PUBLISHED: 09:22 17 April 2014 | UPDATED: 16:31 17 April 2014

The Co-operative Group has reported an annual loss of £2.5bn.

The Co-operative Group has reported an annual loss of £2.5bn.

The Co-operative Group today confirmed an annual loss of £2.5billion amid the worst crisis in its history following the near-collapse of its banking arm.

Interim chief executive Richard Pennycook said: “2013 was a disastrous year for the Co-operative Group, the worst in our 150-year history.

“Today’s results demonstrate that but they also highlight fundamental failings in management and governance at the group over many years.

“These results should serve as a wake-up call to anyone who doubts just how serious the challenges we face are.”

The bulk of the losses relate to the crisis that engulfed the Co-op’s banking arm when a £1.5bn hole was discovered in its finances, following its ill-fated purchase of the Britannia building society and attempts to buy more than 600 Lloyds branches.

A rescue deal means the majority of the bank is now owned by bondholders though the Co-op group remains the largest single shareholder with 30%.

But this stake may be further diluted after it said in today’s statement that it had still not decided whether to take part in a £400million rights issue after the lender said it needed to find more cash than previously thought.

The group said the cash call was an “opportunity, not an obligation” and that it would “consider the full details of the issue in due course”.

It will add to speculation about the possibility of the size of the group’s holding in the bank falling to such a low level that it may not be able to continue operating under the Co-operative brand.

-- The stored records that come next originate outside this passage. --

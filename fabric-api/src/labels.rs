//! Canonical label keys and the operator label set.

use std::collections::BTreeMap;

pub const CHAINCODE_CHANNEL: &str = "bestchains.chaincode.channel";
pub const CHAINCODE_ID: &str = "bestchains.chaincode.id";
pub const CHAINCODE_VERSION: &str = "bestchains.chaincode.version";
pub const CHAINCODE_DELETE_PROPOSAL: &str = "bestchains.chaincode.delete.proposal";
/// Misspelled on purpose: persisted objects and external tooling match on it.
pub const CHAINCODE_ENDORSEMENT_POLICY: &str = "bestchians.chaincode.endorsementpolicy";

pub const CHAINCODE_BUILD_NETWORK: &str = "bestchains.chaincodebuild.network";
pub const CHAINCODE_BUILD_ID: &str = "bestchains.chaincodebuild.id";
pub const CHAINCODE_BUILD_VERSION: &str = "bestchains.chaincodebuild.version";
pub const CHAINCODE_BUILD_INITIATOR: &str = "bestchains.chaincodebuild.initiator";

pub const FEDERATION_INITIATOR: &str = "bestchains.federation.initiator";
pub const ORGANIZATION_ADMIN: &str = "bestchains.organization.admin";

pub const VOTE_PROPOSAL: &str = "bestchains.vote.proposal";
pub const VOTE_ORGANIZATION: &str = "bestchains.vote.organization";

/// Labels every operator-managed object carries.
pub fn operator_labels(prefix: &str, instance: &str) -> BTreeMap<String, String> {
    let mut labels = BTreeMap::new();
    labels.insert("app".to_string(), instance.to_string());
    labels.insert("creator".to_string(), prefix.to_string());
    labels.insert("release".to_string(), "operator".to_string());
    labels.insert("helm.sh/chart".to_string(), format!("ibm-{}", prefix));
    labels.insert("app.kubernetes.io/name".to_string(), prefix.to_string());
    labels.insert("app.kubernetes.io/instance".to_string(), format!("{}{}", prefix, instance));
    labels.insert("app.kubernetes.io/managed-by".to_string(), format!("{}-operator", prefix));
    labels
}

/// Whether every `(key, value)` of `wanted` is already present in `current`.
pub fn contains_all(current: &BTreeMap<String, String>, wanted: &BTreeMap<String, String>) -> bool {
    wanted.iter().all(|(k, v)| current.get(k) == Some(v))
}

/// Equality-based label selector.
#[derive(Debug, Clone, Default, PartialEq, Eq)]
pub struct LabelSelector {
    pub match_labels: BTreeMap<String, String>,
}

impl LabelSelector {
    pub fn everything() -> Self {
        Self::default()
    }

    pub fn eq(key: impl Into<String>, value: impl Into<String>) -> Self {
        let mut match_labels = BTreeMap::new();
        match_labels.insert(key.into(), value.into());
        Self { match_labels }
    }

    pub fn and(mut self, key: impl Into<String>, value: impl Into<String>) -> Self {
        self.match_labels.insert(key.into(), value.into());
        self
    }

    pub fn matches(&self, labels: &BTreeMap<String, String>) -> bool {
        contains_all(labels, &self.match_labels)
    }
}

#[cfg(test)]
mod tests {
    use super::*;

    #[test]
    fn test_operator_labels_use_prefix() {
        let labels = operator_labels("fabric", "org1");
        assert_eq!(labels["app"], "org1");
        assert_eq!(labels["helm.sh/chart"], "ibm-fabric");
        assert_eq!(labels["release"], "operator");
        assert_eq!(labels["app.kubernetes.io/managed-by"], "fabric-operator");
    }

    #[test]
    fn test_selector_matches_subset() {
        let mut labels = BTreeMap::new();
        labels.insert("a".to_string(), "1".to_string());
        labels.insert("b".to_string(), "2".to_string());
        assert!(LabelSelector::eq("a", "1").matches(&labels));
        assert!(!LabelSelector::eq("a", "1").and("b", "3").matches(&labels));
        assert!(LabelSelector::everything().matches(&labels));
    }

    #[test]
    fn test_endorsement_policy_key_keeps_spelling() {
        assert_eq!(CHAINCODE_ENDORSEMENT_POLICY, "bestchians.chaincode.endorsementpolicy");
    }
}
//! Organization reconciler: user namespace, MSP secret and the eight RBAC
//! objects every organization owns.

use async_trait::async_trait;
use fabric_api::labels::{operator_labels, LabelSelector, ORGANIZATION_ADMIN};
use fabric_api::organization::{msp_secret_name, CaRef, OrganizationStatus};
use fabric_api::platform::{ClusterRole, ClusterRoleBinding, Namespace, PolicyRule, Role, RoleBinding, Secret};
use fabric_api::status::StatusType;
use fabric_api::{ErrorCode, Federation, HasStatus, ObjectMeta, Organization, Resource};
use std::collections::BTreeMap;
use tracing::{info, warn};

use super::{adopt, ensure};
use crate::controller::{settle, Action, Context, Reconciler, Update};
use crate::error::{OperatorError, Result, SdkError};
use crate::rbac;
use crate::sdk::{ADMIN_CERT_KEY, ADMIN_KEY_KEY, CA_CERT_KEY};

pub struct OrganizationReconciler;

/// CA an organization enrolls against when none is declared.
fn ca_of(org: &Organization) -> CaRef {
    org.spec.ca_ref.clone().unwrap_or_else(|| CaRef {
        name: org.name().to_string(),
        ca: "ca".to_string(),
    })
}

fn ensure_base_rules(cur: &mut Vec<PolicyRule>, base: &[PolicyRule]) -> bool {
    let mut changed = false;
    for rule in base {
        changed |= rbac::ensure_rule(cur, rule);
    }
    changed
}

impl OrganizationReconciler {
    async fn ensure_namespace(&self, ctx: &Context, org: &Organization) -> Result<()> {
        let mut ns = Namespace {
            metadata: ObjectMeta::named(org.user_namespace()),
        };
        ns.metadata.labels = operator_labels(&ctx.config.label_prefix, org.name());
        adopt(&mut ns.metadata, org);
        ensure(
            &ctx.api::<Namespace>(),
            ns,
            |_, _| false,
            ErrorCode::OrganizationInitializationFailed,
            ErrorCode::OrganizationInitializationFailed,
        )
        .await?;
        Ok(())
    }

    /// Enroll the admin and write the MSP secret.
    async fn ensure_msp(&self, ctx: &Context, org: &Organization, refresh: bool) -> Result<()> {
        let secrets = ctx.namespaced::<Secret>(org.user_namespace());
        let name = msp_secret_name(org.name());
        let existing = secrets.get_opt(&name).await?;
        if existing.is_some() && !refresh {
            return Ok(());
        }

        let ca = ca_of(org);
        let enrollment = ctx
            .sdk
            .enroll(&ca, org.msp_id(), &org.spec.admin)
            .await
            .map_err(|e| match e {
                SdkError::Failed(msg) => OperatorError::breaking(
                    ErrorCode::OrganizationInitializationFailed,
                    format!("enroll admin {}: {}", org.spec.admin, msg),
                ),
                other => other.into(),
            })?;

        let mut data = BTreeMap::new();
        data.insert(ADMIN_CERT_KEY.to_string(), enrollment.identity.cert);
        data.insert(ADMIN_KEY_KEY.to_string(), enrollment.identity.key);
        data.insert(CA_CERT_KEY.to_string(), enrollment.ca_cert);

        let mut secret = Secret {
            metadata: ObjectMeta::namespaced(org.user_namespace(), &name),
            data,
        };
        adopt(&mut secret.metadata, org);
        ensure(
            &secrets,
            secret,
            |cur, want| {
                if cur.data == want.data {
                    return false;
                }
                cur.data = want.data.clone();
                true
            },
            ErrorCode::OrganizationInitializationFailed,
            ErrorCode::OrganizationInitializationFailed,
        )
        .await?;
        info!(organization = %org.name(), ca = %ca.name, "admin enrolled");
        Ok(())
    }

    async fn ensure_rbac(&self, ctx: &Context, org: &Organization) -> Result<()> {
        // Cluster roles: base rules are ensured, rules added by the
        // synchronizer are left alone.
        for role in [rbac::admin_cluster_role(org), rbac::client_cluster_role(org)] {
            ensure(
                &ctx.api::<ClusterRole>(),
                role,
                |cur, want| ensure_base_rules(&mut cur.rules, &want.rules),
                ErrorCode::InvalidClusterRoleCreateRequest,
                ErrorCode::InvalidClusterRoleUpdateRequest,
            )
            .await?;
        }

        for binding in [rbac::admin_cluster_role_binding(org), rbac::client_cluster_role_binding(org)] {
            ensure(
                &ctx.api::<ClusterRoleBinding>(),
                binding,
                |cur, want| {
                    if cur.subjects == want.subjects {
                        return false;
                    }
                    cur.subjects = want.subjects.clone();
                    true
                },
                ErrorCode::InvalidClusterRoleBindingCreateRequest,
                ErrorCode::InvalidClusterRoleBindingUpdateRequest,
            )
            .await?;
        }

        let roles = ctx.namespaced::<Role>(org.user_namespace());
        for role in [rbac::admin_role(org), rbac::client_role(org)] {
            ensure(
                &roles,
                role,
                |cur, want| {
                    if cur.rules == want.rules {
                        return false;
                    }
                    cur.rules = want.rules.clone();
                    true
                },
                ErrorCode::InvalidRoleCreateRequest,
                ErrorCode::InvalidRoleUpdateRequest,
            )
            .await?;
        }

        let bindings = ctx.namespaced::<RoleBinding>(org.user_namespace());
        for binding in [rbac::admin_role_binding(org), rbac::client_role_binding(org)] {
            ensure(
                &bindings,
                binding,
                |cur, want| {
                    if cur.subjects == want.subjects {
                        return false;
                    }
                    cur.subjects = want.subjects.clone();
                    true
                },
                ErrorCode::InvalidRoleBindingCreateRequest,
                ErrorCode::InvalidRoleBindingUpdateRequest,
            )
            .await?;
        }
        Ok(())
    }

    async fn federations(&self, ctx: &Context, org: &Organization) -> Result<Vec<String>> {
        let mut names: Vec<String> = ctx
            .api::<Federation>()
            .list(&LabelSelector::everything())
            .await?
            .into_iter()
            .filter(|f| f.has_member(org.name()))
            .map(|f| f.name().to_string())
            .collect();
        names.sort();
        Ok(names)
    }
}

#[async_trait]
impl Reconciler for OrganizationReconciler {
    type Kind = Organization;

    fn mirror_prefix(&self) -> Option<&'static str> {
        Some("org")
    }

    fn labels(&self, ctx: &Context, org: &Organization) -> BTreeMap<String, String> {
        let mut labels = operator_labels(&ctx.config.label_prefix, org.name());
        labels.insert(ORGANIZATION_ADMIN.to_string(), org.spec.admin.clone());
        labels
    }

    fn diff(&self, old: &Organization, new: &Organization) -> Update {
        if old.spec == new.spec {
            return Update::default();
        }
        Update {
            spec_updated: true,
            admin_or_ca_updated: old.spec.admin != new.spec.admin || old.spec.ca_ref != new.spec.ca_ref,
            ..Default::default()
        }
    }

    async fn reconcile(&self, ctx: &Context, org: &mut Organization, update: Update) -> Result<Action> {
        self.ensure_namespace(ctx, org).await?;
        self.ensure_msp(ctx, org, update.admin_or_ca_updated).await?;
        self.ensure_rbac(ctx, org).await?;

        let federations = match self.federations(ctx, org).await {
            Ok(f) => f,
            Err(e) => {
                warn!(organization = %org.name(), error = %e, "listing federations failed");
                org.status.as_ref().map(|s| s.federations.clone()).unwrap_or_default()
            }
        };

        let was_created = org.status.as_ref().map(|s| s.cr.is(StatusType::Created)).unwrap_or(false);
        let status: &mut OrganizationStatus = org.status_or_default();
        status.federations = federations;
        settle(&mut status.cr, StatusType::Created, "OrganizationCreated", "");
        status.cr.version = Some(env!("CARGO_PKG_VERSION").to_string());
        if !was_created {
            info!(organization = %org.name(), "organization created");
        }
        Ok(Action::Done)
    }
}

#[cfg(test)]
mod tests {
    use super::*;
    use crate::controller::Controller;
    use crate::fixtures::Fixture;
    use crate::sdk::MockSdk;
    use fabric_api::organization::{
        admin_cluster_role_binding_name, admin_cluster_role_name, admin_role_binding_name, client_cluster_role_name,
        OrganizationSpec,
    };
    use std::sync::Arc;

    fn org1() -> Organization {
        Organization::new(
            "org1",
            OrganizationSpec {
                admin: "alice".into(),
                ..Default::default()
            },
        )
    }

    #[tokio::test]
    async fn test_organization_materialises_namespace_secret_and_rbac() {
        let fx = Fixture::new().await;
        let created = fx.ctx.api::<Organization>().create(&org1()).await.unwrap();
        let controller = Controller::new(OrganizationReconciler, fx.ctx.clone());

        // First pass reconciles labels, second does the work.
        assert_eq!(controller.reconcile(&created.key()).await.unwrap(), Action::Requeue);
        assert_eq!(controller.reconcile(&created.key()).await.unwrap(), Action::Done);

        let org: Organization = fx.get(None, "org1").await;
        assert_eq!(org.labels()[ORGANIZATION_ADMIN], "alice");
        let status = org.status.unwrap();
        assert!(status.cr.is(StatusType::Created));
        assert!(status.cr.version.is_some());

        let _: Namespace = fx.get(None, "org1").await;
        let secret: Secret = fx.get(Some("org1"), &msp_secret_name("org1")).await;
        assert_eq!(secret.data[ADMIN_CERT_KEY], b"cert:org1:alice".to_vec());
        assert_eq!(secret.data[CA_CERT_KEY], b"ca:org1:ca".to_vec());

        let _: ClusterRole = fx.get(None, &admin_cluster_role_name("org1")).await;
        let _: ClusterRole = fx.get(None, &client_cluster_role_name("org1")).await;
        let crb: ClusterRoleBinding = fx.get(None, &admin_cluster_role_binding_name("org1")).await;
        assert_eq!(crb.subjects[0].name, "alice");
        let rb: RoleBinding = fx.get(Some("org1"), &admin_role_binding_name("org1")).await;
        assert!(rb.metadata.is_owned_by(Organization::KIND, "org1"));
        assert_eq!(fx.sdk.call_count("enroll"), 1);
    }

    #[tokio::test]
    async fn test_admin_change_reenrolls_and_rebinds() {
        let fx = Fixture::new().await;
        let created = fx.ctx.api::<Organization>().create(&org1()).await.unwrap();
        let controller = Controller::new(OrganizationReconciler, fx.ctx.clone());
        controller.reconcile(&created.key()).await.unwrap();
        controller.reconcile(&created.key()).await.unwrap();

        let mut org: Organization = fx.get(None, "org1").await;
        let old = org.clone();
        org.spec.admin = "bob".into();
        let update = OrganizationReconciler.diff(&old, &org);
        assert!(update.admin_or_ca_updated);

        OrganizationReconciler.reconcile(&fx.ctx, &mut org, update).await.unwrap();
        let secret: Secret = fx.get(Some("org1"), &msp_secret_name("org1")).await;
        assert_eq!(secret.data[ADMIN_CERT_KEY], b"cert:org1:bob".to_vec());
        let crb: ClusterRoleBinding = fx.get(None, &admin_cluster_role_binding_name("org1")).await;
        assert_eq!(crb.subjects[0].name, "bob");
        assert_eq!(fx.sdk.call_count("enroll"), 2);
    }

    #[tokio::test]
    async fn test_synced_rules_survive_reconcile() {
        let fx = Fixture::new().await;
        let mut org = fx.ctx.api::<Organization>().create(&org1()).await.unwrap();
        OrganizationReconciler.reconcile(&fx.ctx, &mut org, Update::full()).await.unwrap();

        let extra = rbac::target_rule("federations", "fed1");
        fx.ctx
            .api::<ClusterRole>()
            .modify(&admin_cluster_role_name("org1"), 3, |r| rbac::ensure_rule(&mut r.rules, &extra))
            .await
            .unwrap();

        OrganizationReconciler.reconcile(&fx.ctx, &mut org, Update::default()).await.unwrap();
        let role: ClusterRole = fx.get(None, &admin_cluster_role_name("org1")).await;
        assert!(role.rules.contains(&extra));
    }

    #[tokio::test]
    async fn test_rejected_enrollment_is_breaking() {
        let fx = Fixture::new().await;
        let ctx = Context::new(
            fx.dyn_store(),
            Arc::new(MockSdk::new().with_enroll_failure(true)),
            (*fx.ctx.config).clone(),
        );
        let mut org = ctx.api::<Organization>().create(&org1()).await.unwrap();
        let err = OrganizationReconciler.reconcile(&ctx, &mut org, Update::full()).await.unwrap_err();
        assert_eq!(err.code(), Some(ErrorCode::OrganizationInitializationFailed));
    }
}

Today’s figures showed the Co-op’s vast debt pile, built up during an acquisition spree which included the Somerfield supermarket chain, stood at £1.4bn.

This was down from £1.7bn in 2012, but comes as lenders are reported to be increasingly troubled by the run of boardroom disputes hampering plans to shake up the group’s corporate structure.

Bitter resistance to the planned changes saw chief executive Euan Sutherland step down last month while former City minister Lord Myners, architect of the reforms, will also leave after putting them to a members’ vote in May.

Group chair Ursula Lidbetter used today’s results announcement to stress the urgent need for change.